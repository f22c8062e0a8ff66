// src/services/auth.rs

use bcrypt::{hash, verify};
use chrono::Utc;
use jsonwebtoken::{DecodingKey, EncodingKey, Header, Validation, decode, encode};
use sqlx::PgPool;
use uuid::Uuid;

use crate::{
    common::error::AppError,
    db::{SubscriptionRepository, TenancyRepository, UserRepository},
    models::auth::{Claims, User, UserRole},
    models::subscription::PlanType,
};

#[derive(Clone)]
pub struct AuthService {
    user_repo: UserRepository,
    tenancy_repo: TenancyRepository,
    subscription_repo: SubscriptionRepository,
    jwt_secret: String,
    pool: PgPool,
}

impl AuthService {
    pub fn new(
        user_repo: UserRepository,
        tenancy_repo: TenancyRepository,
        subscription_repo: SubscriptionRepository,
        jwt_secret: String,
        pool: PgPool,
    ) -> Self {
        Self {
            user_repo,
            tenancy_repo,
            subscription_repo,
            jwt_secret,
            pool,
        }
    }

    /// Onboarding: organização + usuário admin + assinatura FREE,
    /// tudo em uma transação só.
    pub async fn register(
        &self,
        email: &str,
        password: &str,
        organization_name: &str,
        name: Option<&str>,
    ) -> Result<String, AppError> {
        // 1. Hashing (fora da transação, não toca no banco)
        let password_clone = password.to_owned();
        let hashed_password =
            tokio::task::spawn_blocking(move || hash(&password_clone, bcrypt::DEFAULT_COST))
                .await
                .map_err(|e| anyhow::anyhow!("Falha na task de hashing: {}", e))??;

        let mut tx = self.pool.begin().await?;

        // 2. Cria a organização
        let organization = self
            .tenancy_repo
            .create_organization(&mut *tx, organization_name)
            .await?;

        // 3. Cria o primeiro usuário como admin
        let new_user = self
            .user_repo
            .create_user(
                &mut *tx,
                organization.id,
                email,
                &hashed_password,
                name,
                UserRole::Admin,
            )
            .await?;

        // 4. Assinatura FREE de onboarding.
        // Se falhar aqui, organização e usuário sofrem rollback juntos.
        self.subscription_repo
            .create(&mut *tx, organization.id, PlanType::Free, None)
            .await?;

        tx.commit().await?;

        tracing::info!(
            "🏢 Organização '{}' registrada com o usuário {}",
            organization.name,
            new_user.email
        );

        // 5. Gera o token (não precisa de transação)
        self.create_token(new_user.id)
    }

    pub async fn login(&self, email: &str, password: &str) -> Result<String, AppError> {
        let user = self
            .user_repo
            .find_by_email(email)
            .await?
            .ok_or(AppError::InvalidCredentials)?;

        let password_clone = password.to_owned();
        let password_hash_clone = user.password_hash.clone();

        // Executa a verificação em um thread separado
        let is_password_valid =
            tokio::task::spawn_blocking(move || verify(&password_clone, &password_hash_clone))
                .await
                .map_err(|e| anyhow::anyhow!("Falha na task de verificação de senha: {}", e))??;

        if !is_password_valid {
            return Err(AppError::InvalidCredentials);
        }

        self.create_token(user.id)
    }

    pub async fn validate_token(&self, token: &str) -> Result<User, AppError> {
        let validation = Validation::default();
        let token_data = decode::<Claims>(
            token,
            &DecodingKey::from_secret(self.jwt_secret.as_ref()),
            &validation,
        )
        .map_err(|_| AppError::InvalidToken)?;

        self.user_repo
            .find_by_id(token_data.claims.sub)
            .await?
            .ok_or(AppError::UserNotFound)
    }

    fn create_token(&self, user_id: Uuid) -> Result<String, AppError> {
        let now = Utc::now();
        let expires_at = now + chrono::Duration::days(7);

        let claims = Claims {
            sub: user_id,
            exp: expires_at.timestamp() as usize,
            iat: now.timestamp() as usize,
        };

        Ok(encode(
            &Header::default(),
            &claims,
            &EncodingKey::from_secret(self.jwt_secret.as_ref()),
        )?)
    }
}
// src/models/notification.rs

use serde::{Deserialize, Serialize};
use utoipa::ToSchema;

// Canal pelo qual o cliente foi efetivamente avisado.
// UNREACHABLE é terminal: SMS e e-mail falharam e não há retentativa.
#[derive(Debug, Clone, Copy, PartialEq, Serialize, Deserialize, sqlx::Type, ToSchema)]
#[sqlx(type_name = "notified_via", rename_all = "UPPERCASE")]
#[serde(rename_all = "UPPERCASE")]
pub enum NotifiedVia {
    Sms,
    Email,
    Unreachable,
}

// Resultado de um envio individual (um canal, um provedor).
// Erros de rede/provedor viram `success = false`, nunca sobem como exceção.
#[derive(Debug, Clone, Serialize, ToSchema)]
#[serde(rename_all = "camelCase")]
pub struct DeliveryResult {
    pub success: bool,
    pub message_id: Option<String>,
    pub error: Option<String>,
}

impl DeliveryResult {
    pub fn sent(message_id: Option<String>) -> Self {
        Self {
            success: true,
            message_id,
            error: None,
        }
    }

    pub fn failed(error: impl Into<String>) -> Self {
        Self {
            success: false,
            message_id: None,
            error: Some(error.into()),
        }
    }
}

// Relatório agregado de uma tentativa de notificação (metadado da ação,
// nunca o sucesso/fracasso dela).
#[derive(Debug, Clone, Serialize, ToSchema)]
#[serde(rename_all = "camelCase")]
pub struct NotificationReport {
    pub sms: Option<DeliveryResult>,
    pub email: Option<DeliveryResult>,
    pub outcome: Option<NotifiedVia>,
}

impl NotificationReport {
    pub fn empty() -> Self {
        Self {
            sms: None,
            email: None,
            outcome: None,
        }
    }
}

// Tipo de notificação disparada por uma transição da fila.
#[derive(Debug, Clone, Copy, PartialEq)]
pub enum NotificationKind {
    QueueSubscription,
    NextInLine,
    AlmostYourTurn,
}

════

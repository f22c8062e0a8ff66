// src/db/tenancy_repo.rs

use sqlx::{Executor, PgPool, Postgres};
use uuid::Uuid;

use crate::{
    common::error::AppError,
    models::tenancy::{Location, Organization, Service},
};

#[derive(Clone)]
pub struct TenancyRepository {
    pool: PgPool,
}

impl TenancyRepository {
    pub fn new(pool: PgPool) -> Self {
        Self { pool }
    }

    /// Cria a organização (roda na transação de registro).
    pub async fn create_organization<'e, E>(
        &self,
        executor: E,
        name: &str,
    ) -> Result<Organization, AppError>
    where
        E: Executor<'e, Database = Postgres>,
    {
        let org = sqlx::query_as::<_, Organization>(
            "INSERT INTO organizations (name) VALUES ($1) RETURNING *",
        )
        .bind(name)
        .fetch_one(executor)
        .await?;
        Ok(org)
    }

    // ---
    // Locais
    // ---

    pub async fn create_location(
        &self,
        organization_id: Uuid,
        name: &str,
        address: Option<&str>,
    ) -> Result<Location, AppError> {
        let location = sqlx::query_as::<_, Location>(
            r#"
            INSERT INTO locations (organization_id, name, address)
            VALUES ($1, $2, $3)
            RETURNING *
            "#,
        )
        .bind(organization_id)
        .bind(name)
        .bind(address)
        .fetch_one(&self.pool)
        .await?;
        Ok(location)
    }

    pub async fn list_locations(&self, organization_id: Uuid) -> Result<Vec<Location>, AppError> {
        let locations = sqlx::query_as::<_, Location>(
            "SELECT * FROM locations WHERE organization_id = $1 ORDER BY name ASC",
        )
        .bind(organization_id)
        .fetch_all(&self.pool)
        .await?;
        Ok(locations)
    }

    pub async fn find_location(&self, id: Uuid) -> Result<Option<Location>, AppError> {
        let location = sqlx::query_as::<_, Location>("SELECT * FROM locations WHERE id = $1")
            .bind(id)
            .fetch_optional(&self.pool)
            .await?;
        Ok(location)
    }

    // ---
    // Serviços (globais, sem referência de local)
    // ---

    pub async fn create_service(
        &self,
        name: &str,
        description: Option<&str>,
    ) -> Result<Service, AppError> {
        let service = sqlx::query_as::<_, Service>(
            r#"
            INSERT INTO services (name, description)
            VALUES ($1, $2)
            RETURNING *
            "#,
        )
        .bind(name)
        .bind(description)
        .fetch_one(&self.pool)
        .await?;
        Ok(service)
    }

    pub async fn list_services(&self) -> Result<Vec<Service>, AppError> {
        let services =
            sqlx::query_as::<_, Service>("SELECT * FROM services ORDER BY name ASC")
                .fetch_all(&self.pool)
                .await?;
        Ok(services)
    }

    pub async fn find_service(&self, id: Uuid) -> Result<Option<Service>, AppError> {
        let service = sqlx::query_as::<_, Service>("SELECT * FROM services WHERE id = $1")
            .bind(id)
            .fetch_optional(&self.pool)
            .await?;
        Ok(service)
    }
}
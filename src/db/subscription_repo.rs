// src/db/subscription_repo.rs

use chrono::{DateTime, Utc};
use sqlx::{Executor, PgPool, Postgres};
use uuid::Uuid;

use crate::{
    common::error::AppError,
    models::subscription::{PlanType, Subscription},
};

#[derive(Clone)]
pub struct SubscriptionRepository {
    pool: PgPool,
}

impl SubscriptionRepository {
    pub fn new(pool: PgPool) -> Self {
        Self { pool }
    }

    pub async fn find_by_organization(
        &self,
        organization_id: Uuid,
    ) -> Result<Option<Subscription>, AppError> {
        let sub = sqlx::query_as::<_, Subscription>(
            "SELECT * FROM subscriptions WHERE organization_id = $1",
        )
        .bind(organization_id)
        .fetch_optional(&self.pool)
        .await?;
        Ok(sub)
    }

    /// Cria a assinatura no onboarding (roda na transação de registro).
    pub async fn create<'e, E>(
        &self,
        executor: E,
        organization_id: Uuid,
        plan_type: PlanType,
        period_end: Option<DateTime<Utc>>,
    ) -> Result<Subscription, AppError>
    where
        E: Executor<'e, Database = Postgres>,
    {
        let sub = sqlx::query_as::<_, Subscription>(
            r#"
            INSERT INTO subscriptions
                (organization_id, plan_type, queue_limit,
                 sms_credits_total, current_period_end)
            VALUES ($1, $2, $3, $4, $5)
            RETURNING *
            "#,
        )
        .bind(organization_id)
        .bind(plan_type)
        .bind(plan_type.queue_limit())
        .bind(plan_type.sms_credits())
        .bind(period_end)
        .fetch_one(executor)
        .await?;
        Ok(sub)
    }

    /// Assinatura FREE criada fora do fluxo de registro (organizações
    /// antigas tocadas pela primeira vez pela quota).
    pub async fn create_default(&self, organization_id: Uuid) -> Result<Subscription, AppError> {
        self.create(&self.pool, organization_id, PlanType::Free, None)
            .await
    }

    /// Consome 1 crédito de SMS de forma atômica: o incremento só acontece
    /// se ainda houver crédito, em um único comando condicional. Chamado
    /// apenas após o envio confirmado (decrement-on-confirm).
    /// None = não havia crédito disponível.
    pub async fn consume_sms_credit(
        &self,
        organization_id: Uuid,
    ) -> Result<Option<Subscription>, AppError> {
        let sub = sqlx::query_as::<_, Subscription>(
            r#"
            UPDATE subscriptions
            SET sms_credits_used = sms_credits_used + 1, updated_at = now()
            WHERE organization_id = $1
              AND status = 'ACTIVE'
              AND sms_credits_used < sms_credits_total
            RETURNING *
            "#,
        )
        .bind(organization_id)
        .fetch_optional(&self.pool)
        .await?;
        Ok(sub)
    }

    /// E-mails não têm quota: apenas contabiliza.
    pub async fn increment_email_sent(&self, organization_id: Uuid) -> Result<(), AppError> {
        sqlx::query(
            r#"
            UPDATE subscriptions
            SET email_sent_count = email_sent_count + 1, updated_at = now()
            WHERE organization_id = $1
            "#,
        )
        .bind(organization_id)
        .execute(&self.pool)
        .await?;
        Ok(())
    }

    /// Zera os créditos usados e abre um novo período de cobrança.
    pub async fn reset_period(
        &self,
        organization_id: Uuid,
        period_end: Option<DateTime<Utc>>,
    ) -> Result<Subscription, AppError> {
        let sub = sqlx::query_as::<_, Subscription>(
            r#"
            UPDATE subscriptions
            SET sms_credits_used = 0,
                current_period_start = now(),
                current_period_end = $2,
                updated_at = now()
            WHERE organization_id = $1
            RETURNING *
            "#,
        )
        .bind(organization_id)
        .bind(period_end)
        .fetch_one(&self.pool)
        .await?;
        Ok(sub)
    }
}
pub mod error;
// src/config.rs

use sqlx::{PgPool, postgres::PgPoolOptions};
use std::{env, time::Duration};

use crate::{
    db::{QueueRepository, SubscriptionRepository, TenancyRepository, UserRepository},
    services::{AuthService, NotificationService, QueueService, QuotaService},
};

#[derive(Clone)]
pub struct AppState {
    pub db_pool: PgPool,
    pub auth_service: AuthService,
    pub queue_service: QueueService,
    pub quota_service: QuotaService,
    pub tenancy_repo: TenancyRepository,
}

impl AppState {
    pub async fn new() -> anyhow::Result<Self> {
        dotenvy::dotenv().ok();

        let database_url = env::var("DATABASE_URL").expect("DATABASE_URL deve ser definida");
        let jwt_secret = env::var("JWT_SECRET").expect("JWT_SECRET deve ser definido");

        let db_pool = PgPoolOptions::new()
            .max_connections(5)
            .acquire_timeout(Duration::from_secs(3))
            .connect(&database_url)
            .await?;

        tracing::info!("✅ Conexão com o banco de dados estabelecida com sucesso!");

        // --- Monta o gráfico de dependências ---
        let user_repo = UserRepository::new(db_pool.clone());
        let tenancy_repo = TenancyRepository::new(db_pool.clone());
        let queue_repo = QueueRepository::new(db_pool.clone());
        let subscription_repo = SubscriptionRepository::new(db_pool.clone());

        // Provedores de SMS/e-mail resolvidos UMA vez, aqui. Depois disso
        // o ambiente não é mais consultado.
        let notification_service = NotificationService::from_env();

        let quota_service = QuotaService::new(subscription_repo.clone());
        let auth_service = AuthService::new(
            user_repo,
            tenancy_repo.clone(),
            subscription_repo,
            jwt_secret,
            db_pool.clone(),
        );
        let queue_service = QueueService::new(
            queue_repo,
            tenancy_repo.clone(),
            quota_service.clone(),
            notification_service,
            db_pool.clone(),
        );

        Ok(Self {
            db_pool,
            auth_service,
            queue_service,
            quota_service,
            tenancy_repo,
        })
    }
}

════

■ **What the exercise asks**: Show every line in the entries where the string "NotificationReport" occurs.

■ **Written solution**:
pub struct NotificationReport {
impl NotificationReport {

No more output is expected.